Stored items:
━━━━━━━━━━━━━━━━

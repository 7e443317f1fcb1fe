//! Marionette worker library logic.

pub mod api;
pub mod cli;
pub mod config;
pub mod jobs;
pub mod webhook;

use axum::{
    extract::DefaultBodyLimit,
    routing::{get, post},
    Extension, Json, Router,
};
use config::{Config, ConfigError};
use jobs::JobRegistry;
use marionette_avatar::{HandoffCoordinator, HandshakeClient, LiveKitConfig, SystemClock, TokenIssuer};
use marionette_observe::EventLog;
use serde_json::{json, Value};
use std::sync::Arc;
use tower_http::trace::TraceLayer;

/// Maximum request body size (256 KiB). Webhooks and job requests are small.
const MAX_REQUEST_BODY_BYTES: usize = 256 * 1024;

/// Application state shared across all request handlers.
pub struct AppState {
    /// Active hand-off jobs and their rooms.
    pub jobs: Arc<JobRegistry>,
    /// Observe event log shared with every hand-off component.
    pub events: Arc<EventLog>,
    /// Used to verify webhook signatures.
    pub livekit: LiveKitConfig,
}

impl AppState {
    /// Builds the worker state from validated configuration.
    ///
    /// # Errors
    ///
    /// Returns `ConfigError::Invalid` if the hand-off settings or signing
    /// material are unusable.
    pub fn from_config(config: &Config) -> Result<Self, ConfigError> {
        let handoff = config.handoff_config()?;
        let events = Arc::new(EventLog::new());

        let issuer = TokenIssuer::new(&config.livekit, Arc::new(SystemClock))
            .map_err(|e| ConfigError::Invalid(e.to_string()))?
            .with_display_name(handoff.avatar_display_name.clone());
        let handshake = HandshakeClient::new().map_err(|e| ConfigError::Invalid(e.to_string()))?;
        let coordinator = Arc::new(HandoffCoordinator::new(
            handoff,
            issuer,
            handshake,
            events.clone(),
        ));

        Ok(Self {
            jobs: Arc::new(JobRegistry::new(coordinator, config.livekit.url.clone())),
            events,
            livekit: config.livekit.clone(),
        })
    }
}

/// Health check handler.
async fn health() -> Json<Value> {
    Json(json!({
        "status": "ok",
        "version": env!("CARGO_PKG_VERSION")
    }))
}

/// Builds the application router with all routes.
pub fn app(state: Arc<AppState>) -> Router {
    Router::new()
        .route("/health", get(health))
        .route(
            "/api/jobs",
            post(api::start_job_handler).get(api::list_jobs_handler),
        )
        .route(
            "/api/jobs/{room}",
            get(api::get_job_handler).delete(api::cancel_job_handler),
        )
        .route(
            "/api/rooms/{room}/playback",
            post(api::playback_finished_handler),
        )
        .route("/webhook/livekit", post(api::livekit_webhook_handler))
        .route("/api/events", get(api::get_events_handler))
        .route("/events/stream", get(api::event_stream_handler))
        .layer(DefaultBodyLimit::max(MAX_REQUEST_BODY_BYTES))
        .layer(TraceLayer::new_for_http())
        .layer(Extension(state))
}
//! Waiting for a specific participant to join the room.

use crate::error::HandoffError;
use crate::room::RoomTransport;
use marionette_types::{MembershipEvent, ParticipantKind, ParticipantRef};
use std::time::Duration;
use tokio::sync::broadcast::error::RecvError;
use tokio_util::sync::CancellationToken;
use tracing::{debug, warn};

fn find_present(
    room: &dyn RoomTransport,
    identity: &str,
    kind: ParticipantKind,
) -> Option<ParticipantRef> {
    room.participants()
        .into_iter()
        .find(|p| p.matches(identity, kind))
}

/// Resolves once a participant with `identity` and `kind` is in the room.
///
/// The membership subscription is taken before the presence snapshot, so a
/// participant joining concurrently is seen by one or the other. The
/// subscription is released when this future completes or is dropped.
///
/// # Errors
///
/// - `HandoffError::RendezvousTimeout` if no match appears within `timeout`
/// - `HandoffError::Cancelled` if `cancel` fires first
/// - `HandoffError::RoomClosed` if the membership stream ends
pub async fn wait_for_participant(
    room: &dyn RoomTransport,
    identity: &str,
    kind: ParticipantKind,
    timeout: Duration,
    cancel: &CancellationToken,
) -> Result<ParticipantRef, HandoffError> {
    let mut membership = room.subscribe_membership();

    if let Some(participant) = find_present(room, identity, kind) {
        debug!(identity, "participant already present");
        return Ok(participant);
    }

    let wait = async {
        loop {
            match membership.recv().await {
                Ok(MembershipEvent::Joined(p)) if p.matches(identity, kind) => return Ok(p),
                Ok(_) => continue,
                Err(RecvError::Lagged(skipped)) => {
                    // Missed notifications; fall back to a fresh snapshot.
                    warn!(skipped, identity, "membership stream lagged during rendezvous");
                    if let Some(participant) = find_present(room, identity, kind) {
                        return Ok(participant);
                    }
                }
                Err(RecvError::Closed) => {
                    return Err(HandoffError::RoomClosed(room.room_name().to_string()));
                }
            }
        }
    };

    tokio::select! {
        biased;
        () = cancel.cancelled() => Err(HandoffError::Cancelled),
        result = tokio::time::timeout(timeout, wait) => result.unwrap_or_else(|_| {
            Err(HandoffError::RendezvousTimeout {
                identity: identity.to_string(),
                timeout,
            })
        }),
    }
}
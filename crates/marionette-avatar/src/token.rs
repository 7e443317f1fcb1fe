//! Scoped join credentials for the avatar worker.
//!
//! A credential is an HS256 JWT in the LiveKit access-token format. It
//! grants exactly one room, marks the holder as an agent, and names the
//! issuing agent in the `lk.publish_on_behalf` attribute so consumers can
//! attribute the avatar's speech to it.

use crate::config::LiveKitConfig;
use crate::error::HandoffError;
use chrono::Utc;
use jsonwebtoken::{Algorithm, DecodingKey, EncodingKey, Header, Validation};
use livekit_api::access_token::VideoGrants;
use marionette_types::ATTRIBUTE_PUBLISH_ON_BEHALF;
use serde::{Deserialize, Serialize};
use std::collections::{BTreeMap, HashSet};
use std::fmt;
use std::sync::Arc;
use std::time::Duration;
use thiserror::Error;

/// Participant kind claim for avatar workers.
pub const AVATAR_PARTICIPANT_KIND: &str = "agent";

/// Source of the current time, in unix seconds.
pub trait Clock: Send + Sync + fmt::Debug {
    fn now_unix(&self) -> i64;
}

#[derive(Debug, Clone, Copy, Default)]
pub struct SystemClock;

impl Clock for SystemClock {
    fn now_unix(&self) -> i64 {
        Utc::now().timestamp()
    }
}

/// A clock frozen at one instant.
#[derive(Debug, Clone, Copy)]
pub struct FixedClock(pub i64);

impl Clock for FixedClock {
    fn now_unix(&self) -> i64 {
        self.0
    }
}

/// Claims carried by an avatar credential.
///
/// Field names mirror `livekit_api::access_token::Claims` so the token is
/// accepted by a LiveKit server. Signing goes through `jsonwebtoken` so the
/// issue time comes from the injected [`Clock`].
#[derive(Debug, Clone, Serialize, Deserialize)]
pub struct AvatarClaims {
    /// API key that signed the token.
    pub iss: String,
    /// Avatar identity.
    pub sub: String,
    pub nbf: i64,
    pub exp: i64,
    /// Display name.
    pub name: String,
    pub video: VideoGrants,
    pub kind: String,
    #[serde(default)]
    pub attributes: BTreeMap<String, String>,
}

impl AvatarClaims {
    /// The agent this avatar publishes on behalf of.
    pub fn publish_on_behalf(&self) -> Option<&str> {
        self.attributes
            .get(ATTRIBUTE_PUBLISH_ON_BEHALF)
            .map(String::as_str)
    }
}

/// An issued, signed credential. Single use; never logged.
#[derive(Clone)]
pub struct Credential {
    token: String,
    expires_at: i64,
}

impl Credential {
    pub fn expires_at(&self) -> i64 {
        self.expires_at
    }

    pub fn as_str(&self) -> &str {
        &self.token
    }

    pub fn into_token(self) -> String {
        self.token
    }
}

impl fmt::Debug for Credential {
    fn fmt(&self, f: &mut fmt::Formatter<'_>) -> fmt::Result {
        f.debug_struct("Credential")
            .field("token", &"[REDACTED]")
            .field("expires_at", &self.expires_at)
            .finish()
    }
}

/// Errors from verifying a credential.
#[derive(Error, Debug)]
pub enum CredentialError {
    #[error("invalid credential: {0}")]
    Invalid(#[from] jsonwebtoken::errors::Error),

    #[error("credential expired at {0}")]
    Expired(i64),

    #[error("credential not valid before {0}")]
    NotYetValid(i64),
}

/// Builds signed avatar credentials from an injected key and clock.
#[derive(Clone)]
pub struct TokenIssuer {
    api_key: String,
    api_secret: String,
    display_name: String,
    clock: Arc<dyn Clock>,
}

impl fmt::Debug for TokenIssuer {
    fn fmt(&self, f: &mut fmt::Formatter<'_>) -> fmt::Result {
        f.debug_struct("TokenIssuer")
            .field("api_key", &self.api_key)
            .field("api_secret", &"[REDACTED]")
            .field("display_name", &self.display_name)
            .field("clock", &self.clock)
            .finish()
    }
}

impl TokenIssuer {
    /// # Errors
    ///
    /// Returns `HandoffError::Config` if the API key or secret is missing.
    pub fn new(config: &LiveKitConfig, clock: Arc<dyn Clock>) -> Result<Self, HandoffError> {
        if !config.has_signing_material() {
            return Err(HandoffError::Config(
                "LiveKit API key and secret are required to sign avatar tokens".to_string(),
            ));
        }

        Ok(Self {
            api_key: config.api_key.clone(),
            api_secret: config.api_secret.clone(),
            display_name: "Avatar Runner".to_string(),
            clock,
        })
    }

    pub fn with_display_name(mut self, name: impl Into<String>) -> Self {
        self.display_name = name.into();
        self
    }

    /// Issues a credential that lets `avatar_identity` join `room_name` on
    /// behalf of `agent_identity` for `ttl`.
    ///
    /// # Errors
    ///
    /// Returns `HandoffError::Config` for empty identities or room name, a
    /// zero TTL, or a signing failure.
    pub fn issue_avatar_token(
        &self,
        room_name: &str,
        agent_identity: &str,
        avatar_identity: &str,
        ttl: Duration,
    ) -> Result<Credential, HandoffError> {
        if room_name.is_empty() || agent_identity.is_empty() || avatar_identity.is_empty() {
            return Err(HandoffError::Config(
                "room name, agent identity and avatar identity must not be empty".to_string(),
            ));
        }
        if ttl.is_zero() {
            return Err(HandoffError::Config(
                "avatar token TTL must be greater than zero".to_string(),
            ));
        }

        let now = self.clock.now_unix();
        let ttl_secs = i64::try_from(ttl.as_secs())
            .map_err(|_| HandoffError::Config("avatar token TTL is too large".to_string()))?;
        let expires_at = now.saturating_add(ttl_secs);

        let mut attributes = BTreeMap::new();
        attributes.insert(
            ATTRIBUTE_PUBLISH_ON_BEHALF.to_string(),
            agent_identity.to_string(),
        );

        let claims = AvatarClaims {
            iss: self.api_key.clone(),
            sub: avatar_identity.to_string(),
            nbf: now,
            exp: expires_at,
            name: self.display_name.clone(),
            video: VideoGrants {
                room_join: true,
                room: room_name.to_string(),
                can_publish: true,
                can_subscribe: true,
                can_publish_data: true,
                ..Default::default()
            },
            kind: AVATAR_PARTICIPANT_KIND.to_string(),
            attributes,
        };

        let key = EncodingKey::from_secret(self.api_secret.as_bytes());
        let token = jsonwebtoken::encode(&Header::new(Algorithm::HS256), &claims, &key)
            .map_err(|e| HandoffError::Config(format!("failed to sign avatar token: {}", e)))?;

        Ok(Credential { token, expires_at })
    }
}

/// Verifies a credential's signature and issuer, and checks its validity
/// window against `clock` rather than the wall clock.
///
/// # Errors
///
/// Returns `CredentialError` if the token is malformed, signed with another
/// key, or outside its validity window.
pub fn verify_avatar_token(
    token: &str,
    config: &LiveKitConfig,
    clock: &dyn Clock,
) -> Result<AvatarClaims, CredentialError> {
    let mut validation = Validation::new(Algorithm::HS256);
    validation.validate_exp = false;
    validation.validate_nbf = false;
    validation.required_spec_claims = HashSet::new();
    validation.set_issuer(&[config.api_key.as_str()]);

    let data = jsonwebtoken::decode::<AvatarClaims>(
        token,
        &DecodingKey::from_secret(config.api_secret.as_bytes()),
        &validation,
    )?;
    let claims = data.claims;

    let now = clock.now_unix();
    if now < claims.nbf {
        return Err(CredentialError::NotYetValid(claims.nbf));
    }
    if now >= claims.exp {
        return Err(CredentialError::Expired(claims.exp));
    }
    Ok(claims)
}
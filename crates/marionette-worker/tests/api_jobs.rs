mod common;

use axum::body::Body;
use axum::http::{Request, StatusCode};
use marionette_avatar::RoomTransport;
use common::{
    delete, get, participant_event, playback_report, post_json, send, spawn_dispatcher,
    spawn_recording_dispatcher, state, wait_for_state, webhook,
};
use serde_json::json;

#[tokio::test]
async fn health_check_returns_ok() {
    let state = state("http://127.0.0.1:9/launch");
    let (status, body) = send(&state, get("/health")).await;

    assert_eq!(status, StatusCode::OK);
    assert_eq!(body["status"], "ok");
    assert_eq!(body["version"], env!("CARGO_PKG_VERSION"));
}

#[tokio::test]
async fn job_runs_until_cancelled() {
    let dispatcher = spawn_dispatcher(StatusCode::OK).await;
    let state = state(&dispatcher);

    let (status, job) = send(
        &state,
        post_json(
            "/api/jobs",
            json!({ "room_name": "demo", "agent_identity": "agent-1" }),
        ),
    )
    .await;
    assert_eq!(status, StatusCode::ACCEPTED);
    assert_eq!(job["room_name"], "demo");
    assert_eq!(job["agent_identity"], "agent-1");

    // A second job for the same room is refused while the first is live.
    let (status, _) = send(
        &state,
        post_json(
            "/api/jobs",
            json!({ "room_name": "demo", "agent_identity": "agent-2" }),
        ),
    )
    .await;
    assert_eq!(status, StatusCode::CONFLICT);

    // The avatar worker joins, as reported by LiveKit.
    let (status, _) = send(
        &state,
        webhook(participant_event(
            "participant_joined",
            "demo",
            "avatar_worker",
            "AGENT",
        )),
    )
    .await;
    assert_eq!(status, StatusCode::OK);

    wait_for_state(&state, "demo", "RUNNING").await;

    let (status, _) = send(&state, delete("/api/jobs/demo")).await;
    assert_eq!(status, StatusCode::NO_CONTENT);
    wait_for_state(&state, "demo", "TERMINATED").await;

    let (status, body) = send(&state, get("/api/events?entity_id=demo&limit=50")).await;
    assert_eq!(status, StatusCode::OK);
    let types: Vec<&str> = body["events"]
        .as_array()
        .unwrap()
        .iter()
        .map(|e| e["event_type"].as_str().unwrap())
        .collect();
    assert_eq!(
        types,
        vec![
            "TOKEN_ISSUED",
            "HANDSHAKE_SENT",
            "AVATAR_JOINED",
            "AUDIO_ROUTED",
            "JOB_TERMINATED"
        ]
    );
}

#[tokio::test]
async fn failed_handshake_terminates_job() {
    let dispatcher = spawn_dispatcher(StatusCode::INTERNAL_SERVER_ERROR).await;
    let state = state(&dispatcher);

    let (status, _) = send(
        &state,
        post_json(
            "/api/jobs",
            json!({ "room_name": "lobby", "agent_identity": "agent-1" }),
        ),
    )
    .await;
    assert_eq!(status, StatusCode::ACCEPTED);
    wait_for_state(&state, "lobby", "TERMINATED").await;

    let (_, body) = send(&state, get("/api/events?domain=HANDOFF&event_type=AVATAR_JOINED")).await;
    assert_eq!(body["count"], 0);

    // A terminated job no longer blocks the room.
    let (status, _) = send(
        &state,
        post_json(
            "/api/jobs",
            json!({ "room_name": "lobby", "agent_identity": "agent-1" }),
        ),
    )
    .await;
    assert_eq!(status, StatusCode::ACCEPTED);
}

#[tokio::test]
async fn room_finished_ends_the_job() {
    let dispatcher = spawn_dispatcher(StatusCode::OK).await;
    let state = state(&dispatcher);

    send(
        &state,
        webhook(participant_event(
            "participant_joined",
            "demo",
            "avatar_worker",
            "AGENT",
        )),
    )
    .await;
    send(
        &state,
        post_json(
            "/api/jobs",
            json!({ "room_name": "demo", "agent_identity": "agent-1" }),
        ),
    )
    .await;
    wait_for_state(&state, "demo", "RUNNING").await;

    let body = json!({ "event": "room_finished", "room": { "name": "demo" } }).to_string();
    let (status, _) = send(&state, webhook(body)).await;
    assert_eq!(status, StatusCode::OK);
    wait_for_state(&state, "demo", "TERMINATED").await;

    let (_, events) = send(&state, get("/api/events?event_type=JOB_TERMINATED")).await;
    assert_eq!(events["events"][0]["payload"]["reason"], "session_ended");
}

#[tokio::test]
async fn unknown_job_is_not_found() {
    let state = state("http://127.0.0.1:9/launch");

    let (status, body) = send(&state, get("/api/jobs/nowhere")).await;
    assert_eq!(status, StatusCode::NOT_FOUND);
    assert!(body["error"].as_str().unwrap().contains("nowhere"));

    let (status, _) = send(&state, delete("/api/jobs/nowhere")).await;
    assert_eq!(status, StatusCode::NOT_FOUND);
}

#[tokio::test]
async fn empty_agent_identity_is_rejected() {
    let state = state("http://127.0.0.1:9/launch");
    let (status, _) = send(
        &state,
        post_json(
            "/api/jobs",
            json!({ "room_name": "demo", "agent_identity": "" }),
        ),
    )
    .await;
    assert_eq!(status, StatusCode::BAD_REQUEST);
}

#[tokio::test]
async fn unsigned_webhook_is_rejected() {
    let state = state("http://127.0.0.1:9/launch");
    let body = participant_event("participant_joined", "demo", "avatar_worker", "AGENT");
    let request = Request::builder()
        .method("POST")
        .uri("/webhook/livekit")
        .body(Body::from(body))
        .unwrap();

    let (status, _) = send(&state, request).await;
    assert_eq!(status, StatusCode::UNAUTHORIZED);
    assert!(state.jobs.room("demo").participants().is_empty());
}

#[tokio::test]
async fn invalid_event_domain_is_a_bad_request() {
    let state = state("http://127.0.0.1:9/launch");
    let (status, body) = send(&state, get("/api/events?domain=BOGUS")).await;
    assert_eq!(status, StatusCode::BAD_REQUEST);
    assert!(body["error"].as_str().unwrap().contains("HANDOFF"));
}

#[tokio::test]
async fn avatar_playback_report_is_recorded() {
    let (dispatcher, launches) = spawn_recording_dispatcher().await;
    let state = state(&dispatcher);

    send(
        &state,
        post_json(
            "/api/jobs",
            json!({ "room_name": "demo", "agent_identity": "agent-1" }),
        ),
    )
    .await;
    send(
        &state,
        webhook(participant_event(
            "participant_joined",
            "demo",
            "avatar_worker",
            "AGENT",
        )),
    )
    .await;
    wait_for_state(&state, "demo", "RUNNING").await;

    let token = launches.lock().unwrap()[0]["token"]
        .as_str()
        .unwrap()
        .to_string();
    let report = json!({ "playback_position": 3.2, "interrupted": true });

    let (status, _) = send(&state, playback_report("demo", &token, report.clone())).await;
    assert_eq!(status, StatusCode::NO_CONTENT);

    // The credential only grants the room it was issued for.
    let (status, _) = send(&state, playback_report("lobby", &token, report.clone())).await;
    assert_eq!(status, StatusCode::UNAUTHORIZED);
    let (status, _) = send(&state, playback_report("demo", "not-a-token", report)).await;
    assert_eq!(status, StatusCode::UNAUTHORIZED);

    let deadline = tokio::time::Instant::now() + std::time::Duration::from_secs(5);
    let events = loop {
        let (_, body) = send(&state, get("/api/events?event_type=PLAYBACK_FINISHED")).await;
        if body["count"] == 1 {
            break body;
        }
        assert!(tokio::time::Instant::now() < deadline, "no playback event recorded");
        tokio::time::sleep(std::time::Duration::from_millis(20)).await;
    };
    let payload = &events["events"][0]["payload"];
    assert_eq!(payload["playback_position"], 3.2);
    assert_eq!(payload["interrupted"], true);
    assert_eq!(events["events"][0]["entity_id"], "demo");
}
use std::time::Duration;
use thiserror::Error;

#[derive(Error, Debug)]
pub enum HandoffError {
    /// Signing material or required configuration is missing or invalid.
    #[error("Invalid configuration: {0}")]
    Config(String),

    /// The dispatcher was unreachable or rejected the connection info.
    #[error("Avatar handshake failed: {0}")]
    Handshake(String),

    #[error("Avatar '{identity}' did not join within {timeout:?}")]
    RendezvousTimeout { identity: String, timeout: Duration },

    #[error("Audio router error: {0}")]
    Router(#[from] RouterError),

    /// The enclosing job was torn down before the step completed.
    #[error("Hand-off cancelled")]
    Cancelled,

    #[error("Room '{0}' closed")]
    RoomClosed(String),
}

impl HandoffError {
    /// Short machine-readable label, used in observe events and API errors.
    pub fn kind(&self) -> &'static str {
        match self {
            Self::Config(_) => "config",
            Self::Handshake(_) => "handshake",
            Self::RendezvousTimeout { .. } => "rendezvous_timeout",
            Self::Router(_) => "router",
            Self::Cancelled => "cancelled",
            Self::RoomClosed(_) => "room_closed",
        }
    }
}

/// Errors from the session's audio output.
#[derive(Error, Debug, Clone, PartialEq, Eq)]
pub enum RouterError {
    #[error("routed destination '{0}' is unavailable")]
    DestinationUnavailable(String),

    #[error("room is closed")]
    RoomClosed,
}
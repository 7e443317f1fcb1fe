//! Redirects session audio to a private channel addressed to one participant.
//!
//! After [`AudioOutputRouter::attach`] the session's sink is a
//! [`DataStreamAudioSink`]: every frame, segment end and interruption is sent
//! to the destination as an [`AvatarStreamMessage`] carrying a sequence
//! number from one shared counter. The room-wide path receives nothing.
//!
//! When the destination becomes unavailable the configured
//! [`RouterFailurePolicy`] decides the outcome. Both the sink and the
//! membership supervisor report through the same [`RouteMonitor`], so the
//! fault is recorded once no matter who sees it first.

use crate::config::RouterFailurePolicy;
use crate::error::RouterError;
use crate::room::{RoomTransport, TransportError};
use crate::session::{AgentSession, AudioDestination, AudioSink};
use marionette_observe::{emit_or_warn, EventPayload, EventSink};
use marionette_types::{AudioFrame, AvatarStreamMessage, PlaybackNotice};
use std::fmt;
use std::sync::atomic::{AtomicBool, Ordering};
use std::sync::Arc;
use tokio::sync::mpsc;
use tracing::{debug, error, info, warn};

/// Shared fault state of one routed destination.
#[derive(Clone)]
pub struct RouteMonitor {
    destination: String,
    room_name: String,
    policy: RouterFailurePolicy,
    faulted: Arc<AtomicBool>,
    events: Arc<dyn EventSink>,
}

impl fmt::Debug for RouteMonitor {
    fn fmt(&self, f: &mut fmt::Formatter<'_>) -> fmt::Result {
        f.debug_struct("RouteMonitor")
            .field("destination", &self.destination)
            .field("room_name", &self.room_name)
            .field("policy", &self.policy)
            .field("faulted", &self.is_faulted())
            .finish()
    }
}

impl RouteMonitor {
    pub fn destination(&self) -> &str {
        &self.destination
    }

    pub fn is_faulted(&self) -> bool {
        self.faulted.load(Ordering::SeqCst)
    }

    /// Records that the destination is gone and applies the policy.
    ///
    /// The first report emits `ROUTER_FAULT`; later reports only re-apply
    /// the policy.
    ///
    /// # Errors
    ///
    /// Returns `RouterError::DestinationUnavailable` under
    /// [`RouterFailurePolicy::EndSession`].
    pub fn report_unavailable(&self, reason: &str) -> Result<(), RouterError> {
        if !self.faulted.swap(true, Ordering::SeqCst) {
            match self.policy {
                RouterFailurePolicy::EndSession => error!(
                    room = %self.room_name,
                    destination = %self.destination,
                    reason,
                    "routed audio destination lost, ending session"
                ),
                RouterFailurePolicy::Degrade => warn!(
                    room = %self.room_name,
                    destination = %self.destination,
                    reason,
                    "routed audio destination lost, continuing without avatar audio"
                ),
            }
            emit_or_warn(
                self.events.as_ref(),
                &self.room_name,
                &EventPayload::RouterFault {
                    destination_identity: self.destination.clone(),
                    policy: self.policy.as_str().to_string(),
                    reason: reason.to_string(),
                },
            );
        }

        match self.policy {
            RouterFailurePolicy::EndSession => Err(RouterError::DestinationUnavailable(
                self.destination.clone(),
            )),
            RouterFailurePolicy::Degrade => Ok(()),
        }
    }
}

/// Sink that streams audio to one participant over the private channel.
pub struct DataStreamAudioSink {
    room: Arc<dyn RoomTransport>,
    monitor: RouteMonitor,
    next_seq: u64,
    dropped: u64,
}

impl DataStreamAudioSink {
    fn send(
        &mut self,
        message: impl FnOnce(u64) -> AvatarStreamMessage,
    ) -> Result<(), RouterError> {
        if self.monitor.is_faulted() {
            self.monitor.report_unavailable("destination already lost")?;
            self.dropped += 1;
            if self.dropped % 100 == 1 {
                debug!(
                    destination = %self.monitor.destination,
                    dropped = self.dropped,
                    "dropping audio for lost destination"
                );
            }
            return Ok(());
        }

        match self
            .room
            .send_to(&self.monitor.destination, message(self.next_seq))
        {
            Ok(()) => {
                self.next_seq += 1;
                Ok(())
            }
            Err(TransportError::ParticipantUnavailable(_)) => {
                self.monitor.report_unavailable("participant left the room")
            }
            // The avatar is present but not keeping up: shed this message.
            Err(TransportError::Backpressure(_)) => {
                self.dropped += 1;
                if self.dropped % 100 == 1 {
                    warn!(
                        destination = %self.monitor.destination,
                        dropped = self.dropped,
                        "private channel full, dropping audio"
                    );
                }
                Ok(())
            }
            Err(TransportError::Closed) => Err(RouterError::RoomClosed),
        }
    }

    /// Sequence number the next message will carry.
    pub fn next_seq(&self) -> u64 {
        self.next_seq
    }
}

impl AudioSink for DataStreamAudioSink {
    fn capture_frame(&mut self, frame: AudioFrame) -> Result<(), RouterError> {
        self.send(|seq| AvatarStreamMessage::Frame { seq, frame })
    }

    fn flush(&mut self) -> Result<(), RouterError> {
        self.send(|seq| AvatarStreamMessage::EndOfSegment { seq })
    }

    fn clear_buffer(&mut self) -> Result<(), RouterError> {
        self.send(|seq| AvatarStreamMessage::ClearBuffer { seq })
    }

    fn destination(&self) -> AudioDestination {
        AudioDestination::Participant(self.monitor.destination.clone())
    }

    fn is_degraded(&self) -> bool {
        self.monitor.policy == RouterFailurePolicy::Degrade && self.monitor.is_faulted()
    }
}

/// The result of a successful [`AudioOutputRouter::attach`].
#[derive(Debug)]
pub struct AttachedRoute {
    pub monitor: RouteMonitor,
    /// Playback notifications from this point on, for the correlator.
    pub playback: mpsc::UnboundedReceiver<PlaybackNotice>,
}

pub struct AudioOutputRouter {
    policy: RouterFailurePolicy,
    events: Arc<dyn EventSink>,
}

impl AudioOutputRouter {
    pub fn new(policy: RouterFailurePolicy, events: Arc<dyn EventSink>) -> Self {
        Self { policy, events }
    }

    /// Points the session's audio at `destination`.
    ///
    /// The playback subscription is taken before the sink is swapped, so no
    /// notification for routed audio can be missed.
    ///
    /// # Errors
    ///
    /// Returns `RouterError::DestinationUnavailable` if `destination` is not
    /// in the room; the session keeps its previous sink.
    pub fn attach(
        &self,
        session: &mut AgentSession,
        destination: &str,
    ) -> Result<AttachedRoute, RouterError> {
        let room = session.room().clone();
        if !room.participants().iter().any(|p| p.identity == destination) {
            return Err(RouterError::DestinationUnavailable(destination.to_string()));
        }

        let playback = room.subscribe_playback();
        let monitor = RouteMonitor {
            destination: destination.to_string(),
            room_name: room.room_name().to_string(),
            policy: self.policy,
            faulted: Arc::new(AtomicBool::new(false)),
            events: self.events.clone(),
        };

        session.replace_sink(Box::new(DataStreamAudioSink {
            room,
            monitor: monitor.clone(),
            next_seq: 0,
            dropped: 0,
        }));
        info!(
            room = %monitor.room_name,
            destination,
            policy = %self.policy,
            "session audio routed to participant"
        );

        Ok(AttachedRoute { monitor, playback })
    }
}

━━━━━━━━━━━━━━━━

TASK STATEMENT >> Write only the number of lines in the data where the word "axum" occurs.

WRITTEN ANSWER >> 3